Lee June-hyoung (Hangul:이준형) (born October 28, 1996) is a South Korean former competitive figure skater. He is the 2014 JGP France champion and a three-time South Korean national champion (2013, 2015, 2016). He is the first South Korean male figure skater who stood on the podium and won gold at ISU events. Also, he is the first Korean male skater to qualify for the ISU Junior Grand Prix Final.

Personal life 
Lee June-hyoung was born in Seoul, South Korea. His mother, Oh Ji Youn, is a figure skating coach.

Career

Early years 
Lee was coached by his mother from the age of seven to 14. He started working with Chi Hyun-jung as his coach in 2010. Lee placed 3rd at both the Korean Junior Grand Prix qualification trials and the Korean Nationals.

2011–2012 season 
The 2011–2012 season was Lee's breakthout season. He included five different triple jumps in his program and improved jump consistency. In August, he was selected to represent Team Korea by placing second at the Korean Junior Grand Prix qualification trials. At the Asian Trophy, he took silver in the junior category.

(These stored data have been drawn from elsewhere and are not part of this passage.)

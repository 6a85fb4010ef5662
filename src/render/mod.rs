//! Rendering module for the JSON outputs.

mod json;

pub use json::{outline_to_json, report_to_json, sections_to_json, to_json, JsonFormat};
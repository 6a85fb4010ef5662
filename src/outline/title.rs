//! Title extraction from the first page.

use crate::model::PageLayout;

/// Spans within this distance of the page maximum count as title text.
const SIZE_TOLERANCE: f32 = 0.1;

/// Extract the document title from the first page.
///
/// The title is every block carrying at least one span of the page's
/// largest font size, ordered top to bottom and joined by two spaces.
/// Within a block only the largest-size spans contribute.
pub fn extract_title(page: &PageLayout) -> String {
    let max_size = page.spans().map(|s| s.size).fold(0.0f32, f32::max);

    let mut parts: Vec<(f32, String)> = Vec::new();
    for block in &page.blocks {
        let mut text = String::new();
        let mut y = None;

        for span in block.spans() {
            if (span.size - max_size).abs() < SIZE_TOLERANCE {
                text.push_str(span.text.trim());
                text.push(' ');
                y.get_or_insert(span.bbox.y0);
            }
        }

        let text = text.trim();
        if !text.is_empty() {
            parts.push((y.unwrap_or_default(), text.to_string()));
        }
    }

    // sort_by is stable, so equal positions keep source order
    parts.sort_by(|a, b| a.0.total_cmp(&b.0));

    parts
        .into_iter()
        .map(|(_, text)| text)
        .collect::<Vec<_>>()
        .join("  ")
        .trim()
        .to_string()
}

#[cfg(test)]
mod tests {
    use super::*;
    use crate::model::{BBox, LayoutBlock, Line, Span};

    fn block(spans: Vec<(&str, f32, f32)>) -> LayoutBlock {
        LayoutBlock::new(vec![Line::new(
            spans
                .into_iter()
                .map(|(text, size, y)| {
                    Span::new(text, size, "Helvetica", BBox::new(72.0, y, 300.0, y + size))
                })
                .collect(),
        )])
    }

    #[test]
    fn test_single_largest_span() {
        let page = PageLayout::letter()
            .with_block(block(vec![("Company Report", 24.0, 80.0)]))
            .with_block(block(vec![("Body text here.", 11.0, 140.0)]));

        assert_eq!(extract_title(&page), "Company Report");
    }

    #[test]
    fn test_blocks_sorted_by_position() {
        // Subtitle line appears first in the content stream but sits lower
        let page = PageLayout::letter()
            .with_block(block(vec![("Annual Review", 20.0, 150.0)]))
            .with_block(block(vec![("Body", 10.0, 60.0)]))
            .with_block(block(vec![("Overview of", 20.0, 100.0)]));

        assert_eq!(extract_title(&page), "Overview of  Annual Review");
    }

    #[test]
    fn test_only_largest_spans_within_block() {
        let page = PageLayout::letter().with_block(block(vec![
            ("RFP:", 18.0, 50.0),
            ("(draft)", 9.0, 50.0),
            (" Request ", 18.05, 50.0),
        ]));

        assert_eq!(extract_title(&page), "RFP: Request");
    }

    #[test]
    fn test_empty_page() {
        assert_eq!(extract_title(&PageLayout::letter()), "");
    }

    #[test]
    fn test_idempotent() {
        let page = PageLayout::letter()
            .with_block(block(vec![("A Title", 16.0, 40.0)]))
            .with_block(block(vec![("Second Line", 16.0, 60.0)]));

        let first = extract_title(&page);
        assert_eq!(first, extract_title(&page));
        assert_eq!(first, "A Title  Second Line");
    }
}
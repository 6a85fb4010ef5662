//! Page-level layout types: blocks → lines → spans.

use serde::{Deserialize, Serialize};

/// Axis-aligned bounding box in top-down page coordinates.
///
/// `y0` is the top edge and grows downwards, so sorting by `y0`
/// ascending yields reading order from the top of the page.
#[derive(Debug, Clone, Copy, Default, PartialEq, Serialize, Deserialize)]
pub struct BBox {
    pub x0: f32,
    pub y0: f32,
    pub x1: f32,
    pub y1: f32,
}

impl BBox {
    /// Create a new bounding box.
    pub fn new(x0: f32, y0: f32, x1: f32, y1: f32) -> Self {
        Self { x0, y0, x1, y1 }
    }
}

/// The smallest text run sharing one font and size.
#[derive(Debug, Clone, PartialEq, Serialize, Deserialize)]
pub struct Span {
    /// The text content
    pub text: String,
    /// Font size in points
    pub size: f32,
    /// Font name (e.g., "Helvetica-Bold")
    pub font: String,
    /// Position on the page
    pub bbox: BBox,
}

impl Span {
    /// Create a new span.
    pub fn new(text: impl Into<String>, size: f32, font: impl Into<String>, bbox: BBox) -> Self {
        Self {
            text: text.into(),
            size,
            font: font.into(),
            bbox,
        }
    }

    /// Whether the font name marks the span as bold.
    pub fn is_bold(&self) -> bool {
        self.font.to_lowercase().contains("bold")
    }
}

/// An ordered run of spans sharing a baseline.
#[derive(Debug, Clone, Default, PartialEq, Serialize, Deserialize)]
pub struct Line {
    pub spans: Vec<Span>,
}

impl Line {
    /// Create a line from spans.
    pub fn new(spans: Vec<Span>) -> Self {
        Self { spans }
    }

    /// Concatenated span text.
    pub fn text(&self) -> String {
        self.spans.iter().map(|s| s.text.as_str()).collect()
    }
}

/// A layout-grouped unit of one or more lines.
#[derive(Debug, Clone, Default, PartialEq, Serialize, Deserialize)]
pub struct LayoutBlock {
    pub lines: Vec<Line>,
}

impl LayoutBlock {
    /// Create a block from lines.
    pub fn new(lines: Vec<Line>) -> Self {
        Self { lines }
    }

    /// Iterate all spans of the block in line order.
    pub fn spans(&self) -> impl Iterator<Item = &Span> {
        self.lines.iter().flat_map(|l| l.spans.iter())
    }
}

/// The positioned text of one page.
#[derive(Debug, Clone, Default, PartialEq, Serialize, Deserialize)]
pub struct PageLayout {
    /// Page width in points
    pub width: f32,

    /// Page height in points
    pub height: f32,

    /// Blocks in reading order
    pub blocks: Vec<LayoutBlock>,
}

impl PageLayout {
    /// Create an empty page with the given dimensions.
    pub fn new(width: f32, height: f32) -> Self {
        Self {
            width,
            height,
            blocks: Vec::new(),
        }
    }

    /// Create an empty US Letter page.
    pub fn letter() -> Self {
        Self::new(612.0, 792.0)
    }

    /// Add a block to the page.
    pub fn add_block(&mut self, block: LayoutBlock) {
        self.blocks.push(block);
    }

    /// Builder-style variant of [`PageLayout::add_block`].
    pub fn with_block(mut self, block: LayoutBlock) -> Self {
        self.blocks.push(block);
        self
    }

    /// Iterate all spans on the page.
    pub fn spans(&self) -> impl Iterator<Item = &Span> {
        self.blocks.iter().flat_map(|b| b.spans())
    }

    /// Plain text of the page, one line per layout line, each newline-terminated.
    pub fn plain_text(&self) -> String {
        let mut text = String::new();
        for line in self.blocks.iter().flat_map(|b| b.lines.iter()) {
            text.push_str(&line.text());
            text.push('\n');
        }
        text
    }

    /// Check if the page has no spans.
    pub fn is_empty(&self) -> bool {
        self.spans().next().is_none()
    }
}

#[cfg(test)]
mod tests {
    use super::*;

    fn span(text: &str, size: f32, y: f32) -> Span {
        Span::new(text, size, "Helvetica", BBox::new(72.0, y, 300.0, y + size))
    }

    #[test]
    fn test_span_bold_detection() {
        let bold = Span::new("Title", 18.0, "Arial-BoldMT", BBox::default());
        let regular = Span::new("Body", 11.0, "ArialMT", BBox::default());
        assert!(bold.is_bold());
        assert!(!regular.is_bold());
    }

    #[test]
    fn test_page_plain_text() {
        let page = PageLayout::letter()
            .with_block(LayoutBlock::new(vec![
                Line::new(vec![span("Hello ", 11.0, 100.0), span("world", 11.0, 100.0)]),
                Line::new(vec![span("second line", 11.0, 114.0)]),
            ]))
            .with_block(LayoutBlock::new(vec![Line::new(vec![span(
                "next block",
                11.0,
                150.0,
            )])]));

        assert_eq!(page.plain_text(), "Hello world\nsecond line\nnext block\n");
        assert_eq!(page.spans().count(), 4);
        assert!(!page.is_empty());
    }
}
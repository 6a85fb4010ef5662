//! Page source abstraction layer.
//!
//! Heading detection and section segmentation only need positioned
//! page text. [`PageSource`] isolates them from the concrete PDF
//! library; [`LopdfBackend`] is the lopdf-backed implementation.

use std::path::Path;

use lopdf::Document as LopdfDocument;

use crate::detect::{sniff_version, version_from_header};
use crate::error::{Error, Result};
use crate::model::{Document, PageLayout};

use super::layout;
use super::options::{ErrorMode, ParseOptions};

/// Positioned text of a document, page by page.
pub trait PageSource {
    /// Number of pages.
    fn page_count(&self) -> usize;

    /// Blocks → lines → spans of a zero-based page.
    fn page_layout(&self, page: usize) -> Result<PageLayout>;

    /// Plain text of a zero-based page.
    fn page_text(&self, page: usize) -> Result<String> {
        Ok(self.page_layout(page)?.plain_text())
    }
}

impl PageSource for Document {
    fn page_count(&self) -> usize {
        self.pages.len()
    }

    fn page_layout(&self, page: usize) -> Result<PageLayout> {
        self.pages
            .get(page)
            .cloned()
            .ok_or(Error::PageOutOfRange(page, self.pages.len()))
    }

    fn page_text(&self, page: usize) -> Result<String> {
        self.pages
            .get(page)
            .map(PageLayout::plain_text)
            .ok_or(Error::PageOutOfRange(page, self.pages.len()))
    }
}

/// Concrete [`PageSource`] backed by `lopdf::Document`.
pub struct LopdfBackend {
    doc: LopdfDocument,
    options: ParseOptions,
}

impl LopdfBackend {
    /// Load from a file path.
    pub fn load_file<P: AsRef<Path>>(path: P) -> Result<Self> {
        Self::load_file_with_options(path, ParseOptions::default())
    }

    /// Load from a file path with custom options.
    pub fn load_file_with_options<P: AsRef<Path>>(path: P, options: ParseOptions) -> Result<Self> {
        let path = path.as_ref();
        sniff_version(path)?;

        let doc = LopdfDocument::load(path)?;
        Self::from_document(doc, options)
    }

    /// Load from an in-memory byte slice.
    pub fn load_bytes(data: &[u8], options: ParseOptions) -> Result<Self> {
        version_from_header(data)?;

        let doc = LopdfDocument::load_mem(data)?;
        Self::from_document(doc, options)
    }

    fn from_document(doc: LopdfDocument, options: ParseOptions) -> Result<Self> {
        if doc.is_encrypted() {
            return Err(Error::Encrypted);
        }
        Ok(Self { doc, options })
    }

    /// Get PDF version string.
    pub fn version(&self) -> String {
        self.doc.version.to_string()
    }

    /// Read every page into an in-memory [`Document`].
    ///
    /// In lenient mode an unreadable page is logged and kept as an empty
    /// page so that page indices stay aligned with the PDF.
    pub fn read_document(&self) -> Result<Document> {
        let mut document = Document::new();
        document.pdf_version = self.version();

        for page in 0..self.page_count() {
            document.add_page(self.page_layout(page)?);
        }

        log::debug!(
            "Read {} pages ({} spans)",
            document.page_count(),
            document.pages.iter().map(|p| p.spans().count()).sum::<usize>()
        );
        Ok(document)
    }
}

impl PageSource for LopdfBackend {
    fn page_count(&self) -> usize {
        self.doc.get_pages().len()
    }

    fn page_layout(&self, page: usize) -> Result<PageLayout> {
        let pages = self.doc.get_pages();
        let page_id = pages
            .values()
            .nth(page)
            .copied()
            .ok_or(Error::PageOutOfRange(page, pages.len()))?;

        match layout::page_layout(&self.doc, page_id, &self.options) {
            Ok(layout) => Ok(layout),
            Err(e) if self.options.error_mode == ErrorMode::Lenient => {
                log::warn!("Failed to read page {}: {}", page + 1, e);
                Ok(PageLayout::letter())
            }
            Err(e) => Err(e),
        }
    }
}
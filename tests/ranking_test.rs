//! Integration tests for section ranking.

use std::collections::HashMap;

use pdfoutline::{
    rank_sections, DocumentSections, Embedder, HashingEmbedder, HeadingLevel, RankOptions,
    Section,
};

/// Embeds every section at a fixed cosine to the query direction `[1, 0]`.
struct FixedEmbedder {
    similarities: HashMap<String, f32>,
}

impl FixedEmbedder {
    fn new(pairs: &[(&str, f32)]) -> Self {
        Self {
            similarities: pairs.iter().map(|(t, s)| (t.to_string(), *s)).collect(),
        }
    }
}

impl Embedder for FixedEmbedder {
    fn embed_document(&mut self, text: &str) -> pdfoutline::Result<Vec<f32>> {
        let s = self.similarities.get(text).copied().unwrap_or(0.0);
        Ok(vec![s, (1.0 - s * s).sqrt()])
    }

    fn embed_query(&mut self, _text: &str) -> pdfoutline::Result<Vec<f32>> {
        Ok(vec![1.0, 0.0])
    }

    fn dimension(&self) -> usize {
        2
    }
}

fn section(title: &str, page: usize, text: &str) -> Section {
    Section {
        level: HeadingLevel::H1,
        title: title.to_string(),
        start_page: page,
        end_page: page + 1,
        text: text.to_string(),
    }
}

fn five_candidates() -> (Vec<DocumentSections>, FixedEmbedder) {
    let documents = vec![
        DocumentSections::new(
            "first.pdf",
            vec![
                section("Alpha", 0, "alpha text"),
                section("Beta", 1, "beta text"),
                section("Gamma", 2, "gamma text"),
            ],
        ),
        DocumentSections::new(
            "second.pdf",
            vec![
                section("Delta", 0, "delta text"),
                section("Epsilon", 4, "epsilon text"),
            ],
        ),
    ];
    let embedder = FixedEmbedder::new(&[
        ("alpha text", 0.9),
        ("beta text", 0.2),
        ("gamma text", 0.75),
        ("delta text", 0.75),
        ("epsilon text", 0.4),
    ]);
    (documents, embedder)
}

#[test]
fn test_ties_keep_encounter_order() {
    let (documents, mut embedder) = five_candidates();
    let options = RankOptions::new().with_top_n(3);

    let ranking = rank_sections("query", &documents, &mut embedder, &options);
    assert!(!ranking.degraded);

    let titles: Vec<&str> = ranking.sections.iter().map(|s| s.title.as_str()).collect();
    assert_eq!(titles, ["Alpha", "Gamma", "Delta"]);

    let ranks: Vec<usize> = ranking.sections.iter().map(|s| s.importance_rank).collect();
    assert_eq!(ranks, [1, 2, 3]);

    assert!((ranking.sections[0].similarity - 0.9).abs() < 1e-4);
    assert_eq!(ranking.sections[1].similarity, ranking.sections[2].similarity);
    assert_eq!(ranking.sections[1].document, "first.pdf");
    assert_eq!(ranking.sections[2].document, "second.pdf");
}

/// Returns a NaN vector for one text and fixed directions for the rest.
struct NanEmbedder;

impl Embedder for NanEmbedder {
    fn embed_document(&mut self, text: &str) -> pdfoutline::Result<Vec<f32>> {
        Ok(match text {
            "broken text" => vec![f32::NAN, 0.0],
            "good text" => vec![1.0, 0.0],
            _ => vec![0.0, 1.0],
        })
    }

    fn embed_query(&mut self, _text: &str) -> pdfoutline::Result<Vec<f32>> {
        Ok(vec![1.0, 0.0])
    }

    fn dimension(&self) -> usize {
        2
    }
}

#[test]
fn test_non_finite_vectors_never_outrank_real_matches() {
    let documents = vec![DocumentSections::new(
        "mixed.pdf",
        vec![
            section("Broken", 0, "broken text"),
            section("Good", 1, "good text"),
            section("Other", 2, "other text"),
        ],
    )];

    let ranking = rank_sections("query", &documents, &mut NanEmbedder, &RankOptions::new());
    assert!(!ranking.degraded);

    let titles: Vec<&str> = ranking.sections.iter().map(|s| s.title.as_str()).collect();
    assert_eq!(titles, ["Good", "Broken", "Other"]);
    assert!(ranking.sections.iter().all(|s| s.similarity.is_finite()));
    for pair in ranking.sections.windows(2) {
        assert!(pair[0].similarity >= pair[1].similarity);
    }
}

#[test]
fn test_page_number_is_one_based() {
    let (documents, mut embedder) = five_candidates();
    let ranking = rank_sections("query", &documents, &mut embedder, &RankOptions::new());

    let epsilon = ranking
        .sections
        .iter()
        .find(|s| s.title == "Epsilon")
        .unwrap();
    assert_eq!(epsilon.page_number, 5);
    assert_eq!(epsilon.text, "epsilon text");
}

#[test]
fn test_top_n_larger_than_pool() {
    let (documents, mut embedder) = five_candidates();
    let options = RankOptions::new().with_top_n(50);

    let ranking = rank_sections("query", &documents, &mut embedder, &options);
    assert_eq!(ranking.sections.len(), 5);
    assert_eq!(ranking.sections.last().unwrap().title, "Beta");
}

#[test]
fn test_similarities_non_increasing() {
    let (documents, mut embedder) = five_candidates();
    let ranking = rank_sections("query", &documents, &mut embedder, &RankOptions::new());

    assert_eq!(ranking.sections.len(), 5);
    for pair in ranking.sections.windows(2) {
        assert!(pair[0].similarity >= pair[1].similarity);
        assert_eq!(pair[0].importance_rank + 1, pair[1].importance_rank);
    }
}

#[test]
fn test_empty_pool() {
    let mut embedder = HashingEmbedder::default();
    let documents = vec![DocumentSections::new("empty.pdf", Vec::new())];

    let ranking = rank_sections("anything", &documents, &mut embedder, &RankOptions::new());
    assert!(ranking.sections.is_empty());
    assert!(!ranking.degraded);
}

#[test]
fn test_hashing_embedder_prefers_overlapping_text() {
    let documents = vec![DocumentSections::new(
        "guide.pdf",
        vec![
            section("Nightlife", 0, "bars and clubs open late near the harbour"),
            section("Cuisine", 1, "seafood restaurants serve local dishes and wine"),
            section("History", 2, "the old town walls date from the twelfth century"),
        ],
    )];
    let mut embedder = HashingEmbedder::default();
    let options = RankOptions::new().with_top_n(1);

    let ranking = rank_sections(
        "Food critic. Find restaurants with local seafood dishes",
        &documents,
        &mut embedder,
        &options,
    );
    assert_eq!(ranking.sections[0].title, "Cuisine");
    assert!(ranking.sections[0].similarity > 0.0);
}
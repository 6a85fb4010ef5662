//! Outline types: heading levels, headings, and the document outline.

use serde::{Deserialize, Serialize};
use std::fmt;

/// Heading level.
///
/// Ordering follows precedence: `H1 < H2 < H3`, where a smaller
/// level is a higher-ranking heading.
#[derive(Debug, Clone, Copy, PartialEq, Eq, PartialOrd, Ord, Hash, Serialize, Deserialize)]
pub enum HeadingLevel {
    H1,
    H2,
    H3,
}

impl HeadingLevel {
    /// All levels, highest precedence first.
    pub const ALL: [HeadingLevel; 3] = [HeadingLevel::H1, HeadingLevel::H2, HeadingLevel::H3];

    /// Numeric depth (1-3).
    pub fn depth(self) -> u8 {
        match self {
            HeadingLevel::H1 => 1,
            HeadingLevel::H2 => 2,
            HeadingLevel::H3 => 3,
        }
    }

    /// Level for a numeric depth, if it is in range.
    pub fn from_depth(depth: u8) -> Option<Self> {
        match depth {
            1 => Some(HeadingLevel::H1),
            2 => Some(HeadingLevel::H2),
            3 => Some(HeadingLevel::H3),
            _ => None,
        }
    }
}

impl fmt::Display for HeadingLevel {
    fn fmt(&self, f: &mut fmt::Formatter<'_>) -> fmt::Result {
        write!(f, "H{}", self.depth())
    }
}

/// A detected heading.
#[derive(Debug, Clone, PartialEq, Eq, Serialize, Deserialize)]
pub struct Heading {
    pub level: HeadingLevel,
    pub text: String,
    /// Zero-based page index
    pub page: usize,
}

impl Heading {
    /// Create a new heading.
    pub fn new(level: HeadingLevel, text: impl Into<String>, page: usize) -> Self {
        Self {
            level,
            text: text.into(),
            page,
        }
    }
}

/// Document title plus ordered headings.
#[derive(Debug, Clone, Default, PartialEq, Eq, Serialize, Deserialize)]
pub struct Outline {
    pub title: String,
    #[serde(rename = "outline")]
    pub headings: Vec<Heading>,
}

impl Outline {
    /// Create an outline.
    pub fn new(title: impl Into<String>, headings: Vec<Heading>) -> Self {
        Self {
            title: title.into(),
            headings,
        }
    }

    /// Number of headings.
    pub fn len(&self) -> usize {
        self.headings.len()
    }

    /// Check if the outline has no headings.
    pub fn is_empty(&self) -> bool {
        self.headings.is_empty()
    }
}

Making his Junior Grand Prix (JGP) debut, Lee placed 4th at the 2011 JGP event in Latvia. At his second assignment, in Milan, Italy, he won bronze and became the first South Korean male figure skater to medal at an ISU event. He won the Korean Ranking competition in November and placed 4th at the Winter Youth Olympics. He placed 18th at the World Junior Championships.

2012–2013 season 
Lee started his season with a new free program, "Queen medley", but returned to his previous season's free program, "The Barber of Seville", at his first Junior Grand Prix event. He won South Korean Nationals, but could not compete at the senior World Championships because he did not meet the minimum technical score requirement for the event. He placed 13th at the World Junior Championships. In February, he landed a triple Axel jump during the short program segment at the Four Continents Championships.

2013–2014 season 
In the middle of the season, he changed his free skating from "The Planets" to "The Phantom of the Opera", which was shown at the Korean Nationals. At the nationals, with total score of 206.88, Lee became the first Korean male skater who scored over 200 points in domestic competitions. In February, he placed 14th at the 2013 Four Continents Figure Skating Championships in Taipei. In March, he placed 16th at the World Junior Championships in Sofia, Bulgaria.

2014–2015 season 
Competing in the 2014–15 JGP series, Lee won gold at his first event, JGP France, with overall score of 203.81. This accomplishment made him the first South Korean male figure skater to win an ISU event. By obtaining bronze at JGP Croatia, he became the first Korean male skater to qualify for an ISU Junior Grand Prix Final. In December, at the ISU Junior Grand Prix Final in Barcelona, Spain, he placed fifth in the short program and sixth in the free skating to place sixth place overall.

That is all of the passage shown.